II. Self-Regulatory Organization's Statement of the Purpose of, and 
Statutory Basis for, the Proposed Rule Change

    In its filing with the Commission, the Exchange included statements 
concerning the purpose of and basis for the proposed rule change and 
discussed any comments it received on the proposed rule change. The 
text of these statements may be examined at the places specified in 
Item IV below. The Exchange has prepared summaries, set forth in 
sections A, B, and C below, of the most significant aspects of such 
statements.

A. Self-Regulatory Organization's Statement of the Purpose of, and 
Statutory Basis for, the Proposed Rule Change

1. Purpose
    The Exchange proposes to amend its Fee Schedule applicable to its 
equities trading platform (``EDGA Equities'') by: (1) modifying the 
standard rebate for orders that remove liquidity in securities priced 
at or above $1.00; and (2) modifying certain Add/Remove Volume Tiers. 
The Exchange proposes to implement these changes effective March 1, 
2024.
    The Exchange first notes that it operates in a highly competitive 
market in which market participants can readily direct order flow to 
competing venues if they deem fee levels at a particular venue to be 
excessive or incentives to be insufficient.
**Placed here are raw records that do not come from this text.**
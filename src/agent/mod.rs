//! Fulfillment agent - runs one conversational turn
//!
//! LOAD CONTEXTS → DISPATCH → APPLY WRITES → AGE → STORE
//!
//! Handler failures never leave this module: dataset problems become an
//! apology, malformed parameters become a clarification request.

use crate::dataset::DatasetProvider;
use crate::error::FulfillmentError;
use crate::handlers::{Fulfillment, HandlerRegistry, Turn};
use crate::intent::Intent;
use crate::state::{ContextSet, SessionContext, SessionStore};
use serde_json::{Map, Value};
use std::sync::Arc;
use std::time::Instant;
use tracing::{debug, error, info, info_span, warn, Instrument};
use uuid::Uuid;

pub const APOLOGY_MESSAGE: &str =
    "Sorry, something went wrong while fetching your data. Please try again in a moment.";

/// Session key used when the platform sends none
pub const ANONYMOUS_SESSION: &str = "anonymous";

/// One inbound turn
#[derive(Debug, Clone)]
pub struct TurnRequest {
    pub session: String,
    pub intent_name: String,
    pub parameters: Map<String, Value>,
}

impl TurnRequest {
    pub fn new(
        session: impl Into<String>,
        intent_name: impl Into<String>,
        parameters: Map<String, Value>,
    ) -> Self {
        Self {
            session: session.into(),
            intent_name: intent_name.into(),
            parameters,
        }
    }
}

/// Result of a turn
#[derive(Debug, Clone)]
pub struct TurnResponse {
    pub turn_id: Uuid,
    pub intent: Intent,
    pub messages: Vec<String>,
    /// Live contexts after the turn has been aged
    pub contexts: Vec<SessionContext>,
}

impl TurnResponse {
    pub fn text(&self) -> String {
        self.messages.join("\n")
    }
}

pub struct FulfillmentAgent {
    registry: HandlerRegistry,
    sessions: Arc<dyn SessionStore>,
    dataset: Arc<dyn DatasetProvider>,
}

impl FulfillmentAgent {
    pub fn new(
        registry: HandlerRegistry,
        sessions: Arc<dyn SessionStore>,
        dataset: Arc<dyn DatasetProvider>,
    ) -> Self {
        Self {
            registry,
            sessions,
            dataset,
        }
    }

    pub async fn handle_turn(&self, request: TurnRequest) -> TurnResponse {
        let turn_id = Uuid::new_v4();
        let intent = Intent::from_display_name(&request.intent_name);
        let span = info_span!(
            "turn",
            %turn_id,
            session = %request.session,
            intent = %intent
        );

        self.run_turn(turn_id, intent, request).instrument(span).await
    }

    async fn run_turn(&self, turn_id: Uuid, intent: Intent, request: TurnRequest) -> TurnResponse {
        let start = Instant::now();

        if intent == Intent::Fallback {
            debug!(display_name = %request.intent_name, "No dedicated handler, using fallback");
        }

        let mut contexts = match self.sessions.load(&request.session).await {
            Ok(contexts) => contexts,
            Err(e) => {
                warn!("Session load failed, continuing without prior context: {}", e);
                ContextSet::new()
            }
        };

        let (messages, writes) = match self.dispatch(intent, &request.parameters, &contexts).await {
            Ok(fulfillment) => fulfillment.into_parts(),
            Err(e) => (recover(&e), Vec::new()),
        };

        debug!(writes = writes.len(), "Applying context writes");
        contexts.apply(writes);
        contexts.end_turn();

        let live: Vec<SessionContext> = contexts.live().cloned().collect();

        if let Err(e) = self.sessions.save(&request.session, contexts).await {
            warn!("Session save failed, reply is still returned: {}", e);
        }

        info!(
            messages = messages.len(),
            live_contexts = live.len(),
            elapsed_ms = start.elapsed().as_millis() as u64,
            "Turn completed"
        );

        TurnResponse {
            turn_id,
            intent,
            messages,
            contexts: live,
        }
    }

    async fn dispatch(
        &self,
        intent: Intent,
        parameters: &Map<String, Value>,
        contexts: &ContextSet,
    ) -> crate::Result<Fulfillment> {
        let handler = self
            .registry
            .get(intent)
            .ok_or_else(|| FulfillmentError::HandlerNotFound(intent.to_string()))?;

        let dataset = self.dataset.snapshot().await?;

        let turn = Turn {
            parameters,
            contexts,
            dataset: &dataset,
        };
        handler.handle(&turn)
    }
}

/// User-facing text for a failed turn
fn recover(err: &FulfillmentError) -> Vec<String> {
    match err {
        FulfillmentError::InvalidParameter { name, reason } => {
            info!(parameter = %name, %reason, "Malformed parameter");
            vec![format!(
                "Sorry, I couldn't understand the {} you gave. Could you say it another way?",
                name.replace(['_', '-'], " ")
            )]
        }
        other => {
            error!("Turn failed: {}", other);
            vec![APOLOGY_MESSAGE.to_string()]
        }
    }
}

#[cfg(test)]
mod tests {
    use super::*;
    use crate::dataset::{Dataset, FileDataset, StaticDataset};
    use crate::handlers::create_default_registry;
    use crate::models::{Account, Transaction};
    use crate::state::{InMemorySessionStore, ASK_MOBILE, GOT_MOBILE};
    use chrono::NaiveDate;
    use serde_json::json;

    fn agent_with(dataset: Arc<dyn DatasetProvider>) -> FulfillmentAgent {
        FulfillmentAgent::new(
            create_default_registry(),
            Arc::new(InMemorySessionStore::new()),
            dataset,
        )
    }

    fn agent() -> FulfillmentAgent {
        let date = |m, d| NaiveDate::from_ymd_opt(2025, m, d).unwrap();
        let dataset = Dataset::new(
            vec![Account {
                mobile: "9876543210".to_string(),
                transactions: vec![
                    Transaction { date: date(4, 5), amount: 500.0, fund_name: "FundA".into() },
                    Transaction { date: date(5, 1), amount: 1200.0, fund_name: "FundB".into() },
                ],
            }],
            vec![],
            vec![],
        );
        agent_with(Arc::new(StaticDataset::new(dataset)))
    }

    fn turn(intent: &str, parameters: Value) -> TurnRequest {
        TurnRequest::new(
            "projects/demo/agent/sessions/s1",
            intent,
            parameters.as_object().cloned().unwrap_or_default(),
        )
    }

    fn has_context(response: &TurnResponse, name: &str) -> bool {
        response.contexts.iter().any(|c| c.name == name)
    }

    #[tokio::test]
    async fn test_slot_merge_across_turns() {
        let agent = agent();

        let first = agent
            .handle_turn(turn(
                "TransactionHistory",
                json!({ "date-period": { "startDate": "2025-04-01", "endDate": "2025-04-30" } }),
            ))
            .await;
        assert!(first.text().contains("mobile number"));
        assert!(has_context(&first, ASK_MOBILE));

        let second = agent
            .handle_turn(turn("GetMobileNumber", json!({ "mobile": "+91 98765-43210" })))
            .await;
        assert!(second.text().contains("FundA"));
        assert!(!second.text().contains("FundB"));
        assert!(has_context(&second, GOT_MOBILE));
        assert!(!has_context(&second, ASK_MOBILE));
    }

    #[tokio::test]
    async fn test_pending_range_expires_after_two_turns() {
        let agent = agent();

        agent
            .handle_turn(turn(
                "TransactionHistory",
                json!({ "date-period": { "startDate": "2025-04-01", "endDate": "2025-04-30" } }),
            ))
            .await;
        let second = agent.handle_turn(turn("Default Welcome Intent", json!({}))).await;
        assert!(has_context(&second, ASK_MOBILE));
        let third = agent.handle_turn(turn("Default Welcome Intent", json!({}))).await;
        assert!(!has_context(&third, ASK_MOBILE));

        let late = agent
            .handle_turn(turn("GetMobileNumber", json!({ "mobile": "9876543210" })))
            .await;
        assert!(late.text().contains("saved"));
    }

    #[tokio::test]
    async fn test_change_mobile_forgets_number() {
        let agent = agent();
        agent
            .handle_turn(turn("GetMobileNumber", json!({ "mobile": "9876543210" })))
            .await;
        let changed = agent.handle_turn(turn("ChangeMobileNumber", json!({}))).await;
        assert!(!has_context(&changed, GOT_MOBILE));
        assert!(has_context(&changed, ASK_MOBILE));

        let valuation = agent.handle_turn(turn("PortfolioValuation", json!({}))).await;
        assert!(valuation.text().contains("mobile number"));
    }

    #[tokio::test]
    async fn test_portfolio_total_after_mobile_given() {
        let agent = agent();
        agent
            .handle_turn(turn("GetMobileNumber", json!({ "mobile": "9876543210" })))
            .await;
        let valuation = agent.handle_turn(turn("PortfolioValuation", json!({}))).await;
        assert!(valuation.text().contains("₹1700.00"));
    }

    #[tokio::test]
    async fn test_unknown_intent_gets_fallback() {
        let response = agent().handle_turn(turn("BookFlight", json!({}))).await;
        assert_eq!(response.intent, Intent::Fallback);
        assert!(response.text().contains("didn't get that"));
    }

    #[tokio::test]
    async fn test_malformed_parameter_asks_for_clarification() {
        let response = agent()
            .handle_turn(turn("InvestInFund", json!({ "fund_name": "FundA", "amount": "lots" })))
            .await;
        assert!(response.text().contains("couldn't understand the amount"));
    }

    #[tokio::test]
    async fn test_dataset_failure_becomes_apology() {
        let dir = tempfile::tempdir().unwrap();
        let agent = agent_with(Arc::new(FileDataset::new(dir.path())));

        let response = agent
            .handle_turn(turn("GetMobileNumber", json!({ "mobile": "9876543210" })))
            .await;
        assert_eq!(response.messages, vec![APOLOGY_MESSAGE.to_string()]);
        assert!(response.contexts.is_empty());
    }
}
More specifically, the 
Exchange is only one of 16 registered equities exchanges, as well as a 
number of alternative trading systems and other off-exchange venues 
that do not have similar self-regulatory responsibilities under the 
Securities Exchange Act of 1934 (the ``Act''), to which market 
participants may direct their order flow. Based on publicly available 
information,\3\ no single registered equities exchange has more than 
17% of the market share. Thus, in such a low-concentrated and highly 
competitive market, no single equities exchange possesses significant 
pricing power in the execution of order flow. The Exchange in 
particular operates a ``Taker-Maker'' model whereby it pays credits to 
members that remove liquidity and assesses fees to those that add 
liquidity. The Exchange's Fee Schedule sets forth the standard rebates 
and rates applied per share for orders that remove and provide 
liquidity, respectively. Currently, for orders in securities priced at 
or above $1.00, the Exchange provides a standard rebate of $0.00160 per 
share for orders that remove liquidity and assesses a fee of $0.0030 
per share for orders that add liquidity.\4\ For orders in securities 
priced below $1.00, the Exchange does not assess any fees or provide 
any rebates for orders that add or remove liquidity.\5\ Additionally, 
in response to the competitive environment, the Exchange also offers 
tiered pricing which provides Members opportunities to qualify for 
higher rebates or reduced fees where certain volume criteria and 
thresholds are met. Tiered pricing provides an incremental incentive 
for Members to strive for higher tier levels, which provides 
increasingly higher benefits or discounts for satisfying increasingly 
more stringent criteria.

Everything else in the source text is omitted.